We have thirty years of experience in family and relationship therapy. We teach healthy parenting skills especially with difficult adolescents and young adults. We help families deal with addiction as well as depression and anxiety that affect the family system
CYCLE OF VIOLENCE
Fear of Abandonment
Primarily comes from early experiences of disturbed or anxious attachment that usually happens in early life. The source of love, positive regard, is lost, intermittent, or experienced as hostile and where there is some level of neglect.
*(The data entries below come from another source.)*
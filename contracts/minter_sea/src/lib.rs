//! # Serial English auction minter
//!
//! Sells a project one token at a time. When no auction is live, the first
//! qualifying bid initializes one: the next token is minted **to the minter
//! itself** and held until settlement, the bid escrows with the minter, and
//! a countdown of the configured duration starts. Later bids must clear the
//! current bid by the configured increment percentage; the previous bidder
//! is refunded in full. Bids landing inside the time buffer push the end
//! time out (anti-snipe). After the end time anyone may settle: the token
//! transfers to the winner and the winning bid is split as revenue, after
//! which the next auction may initialize.
//!
//! All auction state commits before the outbid refund or settlement
//! transfers, and the value-moving entry points hold a reentrancy lock.

#![no_std]

use soroban_sdk::{
    contract, contractimpl, contracttype, symbol_short, token, Address, Env, Symbol,
};

use shared::errors::Error;
use shared::interfaces::{CoreClient, FilterClient};
use shared::max_invocations::{self, MaxInvocationsProjectConfig};
use shared::types::ProjectKey;
use shared::{base, guards, reentrancy};

#[cfg(test)]
mod test_sea;

/// Anti-snipe window applied when no admin override is set, seconds.
pub const DEFAULT_TIME_BUFFER_SECONDS: u64 = 120;
/// Outbid increment floor applied when no admin override is set, percent.
pub const DEFAULT_MIN_BID_INCREMENT_PERCENTAGE: u32 = 5;
pub const MIN_AUCTION_DURATION_SECONDS: u64 = 60;
pub const MAX_AUCTION_DURATION_SECONDS: u64 = 7 * 24 * 60 * 60;
/// Upper bound on the artist-and-admin-only start window.
pub const MAX_MINT_PERIOD_SECONDS: u64 = 72 * 60 * 60;

/// Artist-configured parameters governing every future auction of a project.
#[contracttype]
#[derive(Clone, Debug, Eq, PartialEq)]
pub struct SEAProjectConfig {
    pub timestamp_start: u64,
    pub auction_duration_seconds: u64,
    pub base_price: i128,
    pub min_bid_increment_percentage: u32,
    /// Window after `timestamp_start` during which only the artist or an
    /// admin may start auctions. Zero disables the window.
    pub mint_period_seconds: u64,
}

/// One live (or settled-awaiting-successor) auction. The increment
/// percentage is snapshotted at initialization so a config reset cannot
/// change the rules mid-auction.
#[contracttype]
#[derive(Clone, Debug, Eq, PartialEq)]
pub struct Auction {
    pub token_id: u64,
    pub current_bid: i128,
    pub current_bidder: Address,
    pub end_time: u64,
    pub min_bid_increment_percentage: u32,
    pub settled: bool,
}

impl Auction {
    fn min_next_bid(&self) -> i128 {
        self.current_bid + self.current_bid * self.min_bid_increment_percentage as i128 / 100
    }
}

#[contracttype]
#[derive(Clone, Debug, Eq, PartialEq)]
pub enum DataKey {
    /// Per-project auction parameters (Persistent).
    ProjectConfig(ProjectKey),
    /// The project's current auction (Persistent).
    ActiveAuction(ProjectKey),
    /// Platform anti-snipe window override (Instance).
    TimeBuffer,
    /// Platform increment-percentage floor (Instance).
    MinBidIncrementPct,
}

#[contract]
pub struct MinterSEA;
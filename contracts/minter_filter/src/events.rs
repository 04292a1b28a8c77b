//! Typed events for off-chain indexing of filter state.
//!
//! Topics carry the addresses an indexer filters on; data carries the full
//! payload as a decodable struct.

use soroban_sdk::{contracttype, symbol_short, Address, Env};

use shared::types::ProjectKey;

/// A minter was bound to a project (overwriting any prior binding).
#[contracttype]
#[derive(Clone, Debug, Eq, PartialEq)]
pub struct ProjectMinterRegistered {
    pub project_id: u32,
    pub core: Address,
    pub minter: Address,
}

/// A project's minter binding was cleared.
#[contracttype]
#[derive(Clone, Debug, Eq, PartialEq)]
pub struct ProjectMinterRemoved {
    pub project_id: u32,
    pub core: Address,
}

pub fn minter_registered(env: &Env, key: &ProjectKey, minter: &Address) {
    env.events().publish(
        (symbol_short!("mnt_set"), key.core.clone(), key.project_id),
        ProjectMinterRegistered {
            project_id: key.project_id,
            core: key.core.clone(),
            minter: minter.clone(),
        },
    );
}

pub fn minter_removed(env: &Env, key: &ProjectKey) {
    env.events().publish(
        (symbol_short!("mnt_rm"), key.core.clone(), key.project_id),
        ProjectMinterRemoved {
            project_id: key.project_id,
            core: key.core.clone(),
        },
    );
}

pub fn minter_approved_globally(env: &Env, minter: &Address) {
    env.events()
        .publish((symbol_short!("appr_g"),), minter.clone());
}

pub fn minter_revoked_globally(env: &Env, minter: &Address) {
    env.events()
        .publish((symbol_short!("rvk_g"),), minter.clone());
}

pub fn minter_approved_for_contract(env: &Env, core: &Address, minter: &Address) {
    env.events()
        .publish((symbol_short!("appr_c"), core.clone()), minter.clone());
}

pub fn minter_revoked_for_contract(env: &Env, core: &Address, minter: &Address) {
    env.events()
        .publish((symbol_short!("rvk_c"), core.clone()), minter.clone());
}

pub fn core_registry_updated(env: &Env, registry: &Address) {
    env.events()
        .publish((symbol_short!("reg_upd"),), registry.clone());
}

pub fn admin_acl_updated(env: &Env, acl: &Address) {
    env.events()
        .publish((symbol_short!("acl_upd"),), acl.clone());
}
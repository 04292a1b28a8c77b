extern crate std;

use soroban_sdk::{
    testutils::{Address as _, Ledger},
    token, Address, Env,
};

use crate::{MinterDALin, MinterDALinClient};
use admin_acl::{AdminAcl, AdminAclClient};
use core_registry::{CoreRegistry, CoreRegistryClient};
use minter_filter::{MinterFilter, MinterFilterClient};
use mock_core::{MockCore, MockCoreClient};
use shared::errors::Error;

const BASE: i128 = 1_000_000_000;
const START_PRICE: i128 = 5 * BASE;
const T0: u64 = 1_000_000;
const AUCTION_START: u64 = T0 + 100;
const AUCTION_END: u64 = AUCTION_START + 600;

struct Fixture<'a> {
    env: Env,
    minter: MinterDALinClient<'a>,
    core_id: Address,
    currency: token::Client<'a>,
    super_admin: Address,
    artist: Address,
    buyer: Address,
    project_id: u32,
}

fn setup() -> Fixture<'static> {
    let env = Env::default();
    env.mock_all_auths();
    env.ledger().with_mut(|li| li.timestamp = T0);

    let super_admin = Address::generate(&env);
    let acl_id = env.register(AdminAcl, ());
    AdminAclClient::new(&env, &acl_id).init(&super_admin);

    let registry_id = env.register(CoreRegistry, ());
    let registry = CoreRegistryClient::new(&env, &registry_id);
    registry.init(&acl_id);

    let filter_id = env.register(MinterFilter, ());
    let filter = MinterFilterClient::new(&env, &filter_id);
    filter.init(&acl_id, &registry_id);

    let core_id = env.register(MockCore, ());
    let core = MockCoreClient::new(&env, &core_id);
    core.init(&Address::generate(&env));
    core.update_minter_contract(&filter_id);
    registry.register_contract(&super_admin, &core_id);

    let token_admin = Address::generate(&env);
    let sac = env.register_stellar_asset_contract_v2(token_admin);
    let currency = token::Client::new(&env, &sac.address());
    let currency_sac = token::StellarAssetClient::new(&env, &sac.address());

    let minter_id = env.register(MinterDALin, ());
    let minter = MinterDALinClient::new(&env, &minter_id);
    minter.init(&filter_id, &sac.address());
    filter.approve_minter_globally(&super_admin, &minter_id);

    let artist = Address::generate(&env);
    let project_id = core.add_project(&artist, &10);
    filter.set_minter_for_project(&super_admin, &project_id, &core_id, &minter_id);

    let buyer = Address::generate(&env);
    currency_sac.mint(&buyer, &(100 * START_PRICE));

    Fixture {
        env,
        minter,
        core_id,
        currency,
        super_admin,
        artist,
        buyer,
        project_id,
    }
}

fn configure(f: &Fixture) {
    f.minter.set_auction_details(
        &f.artist,
        &f.project_id,
        &f.core_id,
        &AUCTION_START,
        &AUCTION_END,
        &START_PRICE,
        &BASE,
    );
}

#[test]
fn configuration_validations() {
    let f = setup();
    let stranger = Address::generate(&f.env);

    assert_eq!(
        f.minter.try_set_auction_details(
            &stranger,
            &f.project_id,
            &f.core_id,
            &AUCTION_START,
            &AUCTION_END,
            &START_PRICE,
            &BASE
        ),
        Err(Ok(Error::NotAuthorized))
    );
    // Start in the past.
    assert_eq!(
        f.minter.try_set_auction_details(
            &f.artist,
            &f.project_id,
            &f.core_id,
            &(T0 - 1),
            &AUCTION_END,
            &START_PRICE,
            &BASE
        ),
        Err(Ok(Error::OnlyFutureAuctions))
    );
    // Shorter than the platform minimum (600s).
    assert_eq!(
        f.minter.try_set_auction_details(
            &f.artist,
            &f.project_id,
            &f.core_id,
            &AUCTION_START,
            &(AUCTION_START + 599),
            &START_PRICE,
            &BASE
        ),
        Err(Ok(Error::InvalidAuctionDuration))
    );
    // Start price must exceed base price.
    assert_eq!(
        f.minter.try_set_auction_details(
            &f.artist,
            &f.project_id,
            &f.core_id,
            &AUCTION_START,
            &AUCTION_END,
            &BASE,
            &BASE
        ),
        Err(Ok(Error::InvalidPriceOrder))
    );
}

#[test]
fn no_modification_once_started() {
    let f = setup();
    configure(&f);

    // Pre-start reconfiguration is allowed.
    f.minter.set_auction_details(
        &f.artist,
        &f.project_id,
        &f.core_id,
        &(AUCTION_START + 10),
        &(AUCTION_END + 10),
        &START_PRICE,
        &BASE,
    );

    f.env
        .ledger()
        .with_mut(|li| li.timestamp = AUCTION_START + 10);
    assert_eq!(
        f.minter.try_set_auction_details(
            &f.artist,
            &f.project_id,
            &f.core_id,
            &(AUCTION_END + 100),
            &(AUCTION_END + 1000),
            &START_PRICE,
            &BASE
        ),
        Err(Ok(Error::AuctionAlreadyStarted))
    );
}

#[test]
fn purchase_before_start_fails() {
    let f = setup();
    configure(&f);
    assert_eq!(
        f.minter
            .try_purchase(&f.buyer, &f.project_id, &f.core_id, &START_PRICE),
        Err(Ok(Error::AuctionNotStarted))
    );
}

#[test]
fn purchase_charges_linear_price() {
    let f = setup();
    configure(&f);

    // Midway through the auction the price is the midpoint.
    f.env
        .ledger()
        .with_mut(|li| li.timestamp = AUCTION_START + 300);
    let expected = (START_PRICE + BASE) / 2;
    assert_eq!(
        f.minter.get_price_info(&f.project_id, &f.core_id),
        (true, expected)
    );

    let before = f.currency.balance(&f.buyer);
    f.minter
        .purchase(&f.buyer, &f.project_id, &f.core_id, &START_PRICE);
    assert_eq!(f.currency.balance(&f.buyer), before - expected);
}

#[test]
fn price_clamps_at_base_after_end() {
    let f = setup();
    configure(&f);
    f.env
        .ledger()
        .with_mut(|li| li.timestamp = AUCTION_END + 5_000);
    assert_eq!(
        f.minter.get_price_info(&f.project_id, &f.core_id),
        (true, BASE)
    );
    let before = f.currency.balance(&f.buyer);
    f.minter
        .purchase(&f.buyer, &f.project_id, &f.core_id, &BASE);
    assert_eq!(f.currency.balance(&f.buyer), before - BASE);
}

#[test]
fn reset_halts_sales_and_is_acl_gated() {
    let f = setup();
    configure(&f);

    assert_eq!(
        f.minter
            .try_reset_auction_details(&f.artist, &f.project_id, &f.core_id),
        Err(Ok(Error::NotAuthorized))
    );

    f.minter
        .reset_auction_details(&f.super_admin, &f.project_id, &f.core_id);
    f.env
        .ledger()
        .with_mut(|li| li.timestamp = AUCTION_START + 300);
    assert_eq!(
        f.minter
            .try_purchase(&f.buyer, &f.project_id, &f.core_id, &START_PRICE),
        Err(Ok(Error::AuctionNotConfigured))
    );
}

#[test]
fn platform_minimum_length_is_admin_mutable() {
    let f = setup();
    f.minter
        .set_min_auction_length_seconds(&f.super_admin, &100);
    // A 100-second auction is now accepted.
    f.minter.set_auction_details(
        &f.artist,
        &f.project_id,
        &f.core_id,
        &AUCTION_START,
        &(AUCTION_START + 100),
        &START_PRICE,
        &BASE,
    );
}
An example would be the loss of a parent or loved one or a parent whose care is anxious or neglectful, like a parent who is substance abusive or has mental illness such as bipolar disorder or a borderline personality disorder.
Because these early experiences of disturbed attachment are created before a rational understanding is possible, they create a deep context of fear and insecurity that is held in a kind of altered state of consciousness unavailable to our everyday consciousness.
Lack of Trust
In order to make sense of and defend against the primary anxiety/insecurity created by these early insecure attachment experiences, we create attributions, or conclusions, about the world. These attributions can be very powerful in defending ourselves against the fear and insecurity developed by attachment disturbances. They can even become conditions of worth. One of the most potent and powerful attributions that come from anxious or insecure attachment is “You can’t trust love” or “You can’t trust love because it will leave.”
When we become close to someone and experience being in love, we become vulnerable to the fear of the loss of this love. The more we surrender ourselves to love, the more insecure we can feel. Jealously comes out of our sense of fear that we do not deserve love and that love will leave. If love leaves we could die.
When an insecure individual’s security is threatened and their underlying attributions that “one cannot trust love” or “love will leave” are triggered, their most direct way to assuage their fear is to increase control over the situation or, in this case, their spouse or relationship. The greater the underlying fear, the greater is their need for control. For the violent individual, this level of need for control becomes maladaptive.
An individual with limited psychological resilience, trust in self or the world as safe, limited capacity to contain or modulate frustration, and an underlying vulnerability to a sense of lowered self-worth will resort to anger as a protest and a protection when their sense of security is threatened and their underlying attributions are triggered. This kind of behavior may have been modeled for them in the past in their family of origin.
When the spouse is perceived to resist the control, anger turns to physical or emotional violence or control.